A teeny tiny, type-safe and dependency-free ORM for TypeScript and
JavaScript.

Built for you who wants a simple, small ORM that just works.

```ts
import * as sqlite from '@rwillians/qx/bun-sqlite';
import { create, from, into, table } from '@rwillians/qx';

const users = table('users', t => ({
id: t.integer().autoincrement().primaryKey(),
name: t.string(),
email: t.string(),
createdAt: t.datetime(),
}));

// ...

const db = sqlite.connect('./db.sqlite');

await create.table(users).onto(db);

// ...

const rows = await into(users)
.insert({ name: 'John Doe', email: 'john.doe@gmail.com' })
.insert([ userA, userB, userC ])
.run(db);

// ...

const user = await from(users.as('u'))
.where(({ u }) => e.eq(u.id, 1))
.one(conn);

if (!user) {
throw new Error('User not found');
}

console.log(user);
```

- See [roadmap to v1.0.0](https://github.com/users/rwillians/projects/1/views/1).
- See more [examples](#examples).

# Vision

Here's the basics of what I need from an ORM, thus it's my priority to
build it first:

- Defining model fields should be very similar to defining a schema
with [Zod](https://zod.dev) (with support for validation refiements
and transformations).
- The model should have a schema compatible with [standard schema](https://github.com/standard-schema/standard-schema),
meaning it should be interoperable with [Zod](https://zod.dev),
[ArkType](https://arktype.io), [Joi](https://joi.dev), etc.
- It should have a SQL-Like, type-safe, fluent query builder api that
works even for NoSQL databases¹, allowing us to write queries once
then use them with any supported database.
- The query builder should output a plain map representation of the
query that can be encoded to JSON, mostly for three reasons:
1. It's easy to test;
2. Makes it easier to debug queries; and
3. Makes `qx` more modular, allowing the community to build
their own extensions.
- The query results should be type-safe.

_¹ Some database adapters might not support all query features, that's
expected._

Once this vision is fullfilled, `qx` will become `v1.0.0`.

## Components

The vision above implies the existence of four main components to this
library:

1. A table factory that outputs a model with a [standard schema](https://github.com/standard-schema/standard-schema);
2. A query builder that outputs a plain map representation of the
query;
3. A query engine that orchestrates the query execution using a
database adapter; and
4. Database adapters that can execute queries for a specific database
driver.

# Database Adapters

Database adapters are per driver implementation.

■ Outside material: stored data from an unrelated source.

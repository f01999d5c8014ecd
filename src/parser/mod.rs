//! Routine source parser
//!
//! This module transforms routine text into an Abstract Syntax Tree (AST):
//! - [`lexer`]: Tokenization (source text → tokens)
//! - [`parse`]: Parser state, helpers and entry points (tokens → AST)
//! - [`ast`]: AST node definitions
//!
//! # Supported Subset
//!
//! The parser accepts a conventional JavaScript-style subset:
//! - Function declarations with default parameters, `let`/`const`/`var`
//! - Statements: blocks, `if`/`else`, `while`, `do-while`, `for`, `for-of`,
//!   `return`, `break`, `continue`
//! - Expressions: arithmetic, comparison, logical, ternary, calls, member
//!   access, indexing, array and object literals
//! - No arrow functions, classes, `switch`, exceptions or template interpolation
//!
//! # Parser Implementation
//!
//! Hand-written recursive descent parser with one method per precedence level.
//! No external parser generator dependencies.

pub mod ast;
mod declarations;
mod expressions;
pub mod lexer;
pub mod parse;
mod statements;

pub use parse::{ParseError, Parser};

Quex ships with a few
hand picked built-in database adapters:

- [x] bun-sqlite3 (prioritary)
- [ ] bun-postgres
- [ ] mongodb

For community-built adapters, check GitHub's tag [#qx-adapter](https://github.com/topics/qx-adapter)
(you won't find anything there yet).

## Examples

Here are some examples that I'm using to guide the implementation.

**Define a table:**
```ts
// src/db/tables/backups.ts
import { z } from 'zod/v4';
import { type as arktype } from 'arktype';
import { defineColumn, create, table } from 'qx';

// custom types
const tc = {
absolutePath: () => defineColumn({
type: 'VARCHAR',
schema: z
.string()
.refine(str => str.startsWith('/'), "must be an absolute path")
.transform(str => str.endsWith('/') ? str.slice(0, -1) : str)
}),
bytes: () => defineColumn({
type: 'INTEGER',
schema: arktype('number.integer > 0'),
}),
email: () => defineColumn({
type: 'VARCHAR',
schema: z.string().email(),
}),
};

export const backups = table('backups', t => ({
id: t.integer().autoincrement().primaryKey(),
parentId: t.integer().nullable(),
state: t.enum(['succeeded', 'failed']).default('succeeded'),
path: tc.absolutePath(),
size: tc.bytes().nullable(),
notifyableContacts: tc.email().array().default([]),
// ↑ should be stored as VARCHAR[] in postgres
// should be stored as json encoded TEXT in sqlite
createdAt: t.datetime().default(() => new Date),
}));

export type Backup = typeof backups.infer;
export type BackupForInsert = typeof backups.inferForInsert;
export type BackupForUpdate = typeof backups.inferForUpdate;
```

**Create the table in the database:**
```ts
import * as sqlite from 'qx/bun-sqlite';

// ...

const db = sqlite.connect('./db.sqlite');

await create.table(backups).onto(db);
```

**Insert rows:**
```ts
import { into } from 'qx';
import * as sqlite from 'qx/bun-sqlite';

// ...

const db = sqlite.connect('./db.sqlite');

const rows = await into(backups)
.insert({ state: 'succeeded', path: '/data/backup_1.tar.gz', size: 104857600 })
.run(db);
```

**Query the table:**
```ts
import { expr, from } from 'qx';
import * as sqlite from 'qx/bun-sqlite';

const conn = sqlite.connect('./db.sqlite');

// ...

const yesterday = new Date(Date.now() - (24 * 60 * 60 * 1000));

const results = await from(backups.as('b1'))
.leftJoin(backups.as('b2'), ({ b1, b2 }) => expr.eq(b2.id, b1.parentId))
.where(({ b1, b2 }) => expr.and([
expr.eq(b1.state, 'failed'),
expr.gte(b1.failedAt, yesterday),
expr.eq(b1.scheduledBy, 'johndoe@gmail.com'),
]))
.orderBy(({ b1 }) => expr.desc(b1.scheduledAt))
.limit(25)
.offset(0)
.select(({ b1, b2 }) => ({
...b1,
parentPath: b2.path,
totalSizeMiB: expr.div(expr.add(b1.size, expr.coalesce(b2.size, 0)), 1048576),
}))
.all(db);
```

No singleton magic here! Not on my watch. You need to explicitly pass
the db connection to the query.

The results would look like this:

```ts
[
{
id: 2,
parentId: 1,
state: 'failed',
path: '/backups/20251130133100.tar.gz',
size: 104857600,
notifyableContacts: ['devops@ecma.com'],
createdAt: new Date('2025-11-30T13:31:00.000Z'),
parentPath: '/backups/20251030134200.tar.gz',
totalSizeMiB: 42069,
}
]
```